While retirement plans help the government, they can also hurt it in other ways. In the case of retirement investing, what is good for investors can be bad of the US government. The tax benefits offered by retirement plans limit or defer the income tax the government collects, to the tune of billions of dollars per year.
For example, Traditional IRAs and 401k plans offer investors an immediate tax break on contributions and the proceeds are taxed when the money is withdrawn in retirement age – often deferring income tax for decades. Roth IRAs and 401ks are the opposite, with the contributions being made after taxes have been assessed, and the withdrawals and income growth being tax free. These tax benefits are the reason there are contribution limits on IRAs and other retirement plans. Without contribution limits, the government would severely limit their income tax receipts.
What will the government do with private retirement plans?
Will the US Government seize private retirement plans? The simple answer is, we don’t know. It’s very possible the government could pass a law that seizes every private pension and retirement plan in the US and replaces it with a government annuity to be paid out once retirees reach a certain age. It’s also possible they will do nothing and leave things as-is. My guess is the government won’t “seize” retirement plans like other governments have, but I wouldn’t be surprised to see things will change.

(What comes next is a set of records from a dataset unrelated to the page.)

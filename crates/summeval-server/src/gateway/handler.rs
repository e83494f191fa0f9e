use axum::{
    Json,
    extract::{Path, State, rejection::JsonRejection},
    http::{HeaderMap, HeaderValue, StatusCode},
    response::{IntoResponse, Response},
};
use serde::Serialize;
use serde::de::DeserializeOwned;
use tracing::{debug, info, instrument};

use summeval::constants::{SUMMEVAL_STATUS_HEADER, SummevalStatus};
use summeval::evaluation::SummaryEvaluator;
use summeval::scoring::{ScoringError, ScoringMethod};

use crate::gateway::error::GatewayError;
use crate::gateway::request::{
    BatchEvaluateRequest, CatalogEvaluateRequest, CompareTextsRequest, EvaluateSummaryRequest,
    SimilarityScoreRequest, non_blank,
};
use crate::gateway::state::HandlerState;

pub const COMPARISON_TYPE_TEXT: &str = "text_comparison";
const UNKNOWN: &str = "Unknown";

#[instrument(skip(state, payload))]
pub async fn evaluate_summary_handler(
    State(state): State<HandlerState>,
    payload: Result<Json<serde_json::Value>, JsonRejection>,
) -> Result<Response, GatewayError> {
    let request: EvaluateSummaryRequest = parse_body(payload)?;

    let user_text = require(request.user_text, "Missing user_text")?;
    let video_summary = require(request.video_summary, "Missing video_summary")?;
    let method = state.evaluator.resolve_method(request.method);

    let mut report = run_evaluator(&state, move |evaluator| {
        evaluator.evaluate(&user_text, &video_summary, method)
    })
    .await?;

    if let Some(understanding) = request.video_understanding.filter(is_present) {
        report = report.with_video_context(serde_json::json!({
            "filename": string_field(&understanding, "filename"),
            "processing_status": string_field(&understanding, "status"),
        }));
    }

    info!(
        %method,
        score = report.similarity_score,
        level = %report.performance_level,
        "Summary evaluated"
    );
    Ok(make_response(SummevalStatus::Evaluated, report))
}

#[instrument(skip(state, payload))]
pub async fn compare_texts_handler(
    State(state): State<HandlerState>,
    payload: Result<Json<serde_json::Value>, JsonRejection>,
) -> Result<Response, GatewayError> {
    let request: CompareTextsRequest = parse_body(payload)?;

    let user_text = require(request.user_text, "Missing user_text")?;
    let reference_text = require(request.reference_text, "Missing reference_text")?;
    let method = state.evaluator.resolve_method(request.method);

    let mut report = run_evaluator(&state, move |evaluator| {
        evaluator.evaluate(&user_text, &reference_text, method)
    })
    .await?
    .with_comparison_type(COMPARISON_TYPE_TEXT);

    if let Some(understanding) = request.video_understanding.filter(is_present) {
        report = report.with_video_context(understanding);
    }

    debug!(%method, score = report.similarity_score, "Texts compared");
    Ok(make_response(SummevalStatus::Evaluated, report))
}

#[instrument(skip(state, payload))]
pub async fn batch_evaluate_handler(
    State(state): State<HandlerState>,
    payload: Result<Json<serde_json::Value>, JsonRejection>,
) -> Result<Response, GatewayError> {
    let request: BatchEvaluateRequest = parse_body(payload)?;

    if request.user_summaries.is_empty() || request.reference_summaries.is_empty() {
        return Err(GatewayError::InvalidRequest(
            "Missing user_summaries or reference_summaries".to_string(),
        ));
    }

    if request.user_summaries.len() != request.reference_summaries.len() {
        return Err(GatewayError::InvalidRequest(
            "Number of user summaries must match reference summaries".to_string(),
        ));
    }

    if request.user_summaries.len() > state.max_batch_size {
        return Err(GatewayError::InvalidRequest(format!(
            "Batch of {} exceeds the maximum of {} summaries",
            request.user_summaries.len(),
            state.max_batch_size
        )));
    }

    let method = state.evaluator.resolve_method(request.method);
    let users = request.user_summaries;
    let references = request.reference_summaries;

    let report = run_evaluator(&state, move |evaluator| {
        evaluator.batch_evaluate(&users, &references, method)
    })
    .await?;

    Ok(make_response(SummevalStatus::BatchEvaluated, report))
}

#[instrument(skip(state, payload))]
pub async fn similarity_score_handler(
    State(state): State<HandlerState>,
    payload: Result<Json<serde_json::Value>, JsonRejection>,
) -> Result<Response, GatewayError> {
    let request: SimilarityScoreRequest = parse_body(payload)?;

    let (Some(user_text), Some(reference_text)) = (
        non_blank(request.user_text),
        non_blank(request.reference_text),
    ) else {
        return Err(GatewayError::InvalidRequest(
            "Missing user_text or reference_text".to_string(),
        ));
    };
    let method = state.evaluator.resolve_method(request.method);

    let summary = run_evaluator(&state, move |evaluator| {
        evaluator.quick_score(&user_text, &reference_text, method)
    })
    .await?;

    Ok(make_response(SummevalStatus::Scored, summary))
}

#[instrument(skip(state))]
pub async fn list_videos_handler(State(state): State<HandlerState>) -> Response {
    debug!(videos = state.catalog.len(), "Videos requested");
    make_response(SummevalStatus::Listed, state.catalog.list())
}

#[instrument(skip(state))]
pub async fn get_video_handler(
    State(state): State<HandlerState>,
    Path(video_id): Path<String>,
) -> Result<Response, GatewayError> {
    let video = video_id
        .parse::<u32>()
        .ok()
        .and_then(|id| state.catalog.get(id))
        .ok_or_else(|| GatewayError::NotFound("Video not found".to_string()))?;

    Ok(make_response(SummevalStatus::Listed, video))
}

/// Evaluates against a catalog video, or against a caller-supplied reference.
///
/// Defaults to the lexical method: catalog summaries are long and the
/// word-overlap scale was tuned for them.
#[instrument(skip(state, payload))]
pub async fn catalog_evaluate_handler(
    State(state): State<HandlerState>,
    payload: Result<Json<serde_json::Value>, JsonRejection>,
) -> Result<Response, GatewayError> {
    let request: CatalogEvaluateRequest = parse_body(payload)?;

    let user_text = require(request.user_text, "User text is required")?;
    let video_id = request
        .video_id
        .filter(|id| *id != 0)
        .ok_or_else(|| GatewayError::InvalidRequest("Video ID is required".to_string()))?;

    let video = state.catalog.get(video_id).cloned();
    let reference_text = match (non_blank(request.reference_summary), &video) {
        (Some(custom), _) => {
            debug!(video_id, "Using custom reference summary");
            custom
        }
        (None, Some(video)) => video.summary.clone(),
        (None, None) => return Err(GatewayError::NotFound("Video not found".to_string())),
    };
    let method = request.method.unwrap_or(ScoringMethod::Lexical);

    let mut report = run_evaluator(&state, move |evaluator| {
        evaluator.evaluate(&user_text, &reference_text, method)
    })
    .await?;

    if let Some(video) = &video {
        report = report.with_video(video);
    }

    info!(
        video_id,
        %method,
        score = report.similarity_score,
        level = %report.performance_level,
        "Catalog evaluation complete"
    );
    Ok(make_response(SummevalStatus::Evaluated, report))
}

pub async fn not_found_handler() -> GatewayError {
    GatewayError::NotFound("Endpoint not found".to_string())
}

/// Deserializes a JSON body into a request type.
pub(crate) fn parse_body<T: DeserializeOwned>(
    payload: Result<Json<serde_json::Value>, JsonRejection>,
) -> Result<T, GatewayError> {
    let Json(value) = payload.map_err(|rejection| {
        debug!(error = %rejection, "Rejected request body");
        GatewayError::InvalidRequest("No JSON data provided".to_string())
    })?;

    if value.is_null() {
        return Err(GatewayError::InvalidRequest(
            "No JSON data provided".to_string(),
        ));
    }

    serde_json::from_value(value)
        .map_err(|e| GatewayError::InvalidRequest(format!("Invalid request schema: {}", e)))
}

fn require(field: Option<String>, message: &str) -> Result<String, GatewayError> {
    non_blank(field).ok_or_else(|| GatewayError::InvalidRequest(message.to_string()))
}

fn is_present(value: &serde_json::Value) -> bool {
    match value {
        serde_json::Value::Null => false,
        serde_json::Value::Object(map) => !map.is_empty(),
        _ => true,
    }
}

fn string_field(value: &serde_json::Value, key: &str) -> String {
    value
        .get(key)
        .and_then(|v| v.as_str())
        .unwrap_or(UNKNOWN)
        .to_string()
}

/// Runs scoring on the blocking pool; embedding inference is CPU-bound.
pub(crate) async fn run_evaluator<T, F>(state: &HandlerState, f: F) -> Result<T, GatewayError>
where
    T: Send + 'static,
    F: FnOnce(&SummaryEvaluator) -> Result<T, ScoringError> + Send + 'static,
{
    let evaluator = state.evaluator.clone();
    tokio::task::spawn_blocking(move || f(&evaluator))
        .await
        .map_err(|e| GatewayError::InternalError(format!("Evaluation task failed: {}", e)))?
        .map_err(GatewayError::from)
}

pub(crate) fn make_response<T: Serialize>(status: SummevalStatus, body: T) -> Response {
    let mut headers = HeaderMap::new();
    headers.insert(
        SUMMEVAL_STATUS_HEADER,
        HeaderValue::from_static(status.as_header_value()),
    );
    (StatusCode::OK, headers, Json(body)).into_response()
}
#![allow(dead_code)]

pub mod harness;
pub mod http_client;
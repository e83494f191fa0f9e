//! Configuration error types.

use std::path::PathBuf;
use thiserror::Error;

/// Errors that can occur during configuration loading and validation.
#[derive(Debug, Error)]
pub enum ConfigError {
    /// Port value is outside valid range (1-65535).
    #[error("invalid port '{value}': must be between 1 and 65535")]
    InvalidPort { value: String },

    /// Port string could not be parsed as a number.
    #[error("failed to parse port '{value}': {source}")]
    PortParseError {
        value: String,
        #[source]
        source: std::num::ParseIntError,
    },

    /// Bind address string could not be parsed.
    #[error("failed to parse bind address '{value}': {source}")]
    InvalidBindAddr {
        value: String,
        #[source]
        source: std::net::AddrParseError,
    },

    /// Scoring method name is not one of the supported methods.
    #[error("unknown scoring method '{value}': expected 'embedding' or 'lexical'")]
    InvalidScoringMethod { value: String },

    #[error("unknown device '{value}': expected auto, cpu, metal or cuda")]
    InvalidDevice { value: String },

    /// Batch size must be a positive integer.
    #[error("invalid max batch size '{value}': must be a positive integer")]
    InvalidBatchSize { value: String },

    /// Specified path does not exist on the filesystem.
    #[error("path does not exist: {path}")]
    PathNotFound { path: PathBuf },

    /// Path exists but is not a file (when a file was expected).
    #[error("path is not a file: {path}")]
    NotAFile { path: PathBuf },

    /// Path exists but is not a directory (when a directory was expected).
    #[error("path is not a directory: {path}")]
    NotADirectory { path: PathBuf },
}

Let’s face it, our government is hurting. There are huge gaps in our fiscal policy and unless we see changes soon, something major will happen, possibly even the collapse of the dollar and our economy. But seizing private pensions wouldn’t solve that problem, and in fact, it could be seen a as sign of weakness by the global economy and hasten the fall of the US Dollar compared to other currencies. Additionally, seizing private retirement plans would be political suicide for politicians.
What changes might we see to retirement plans?
We can’t see into the future so all we can do is speculate. I don’t see the government seizing retirement funds from private individuals. However, I wouldn’t be surprised to see the government make changes to the number and scope of retirement plans. But this would probably be a gradual change and old plans would likely remain grandfathered in.
For example,the US government could decide to decrease retirement plan contribution limits, lower the income eligibility threshold, or eliminate some retirement plans altogether. But even if they do this, they would likely grandfather in current contributions, meaning your retirement plans in their current state would be safe.
What can we do to prepare for our retirement?
Right now I don’t think there is anything to be scared about. We can’t control the future, so the best course of action is to continue preparing the best we can based on the information we have at hand. This means to continue making investments based on current tax laws, while being mindful of possible changes. Personally, I am preparing for retirement by investing in my 401k and IRA, and I am also investing in taxable (non-retirement) investments when I can. It is wise to be aware of possible changes to tax laws, but I don’t think it’s wise to let fear and unsubstantiated rumors drive one’s investments and retirement planning. So I will continue investing responsibly, and I will keep an eye on the news.
What do you think? Will the government take over private retirement plans?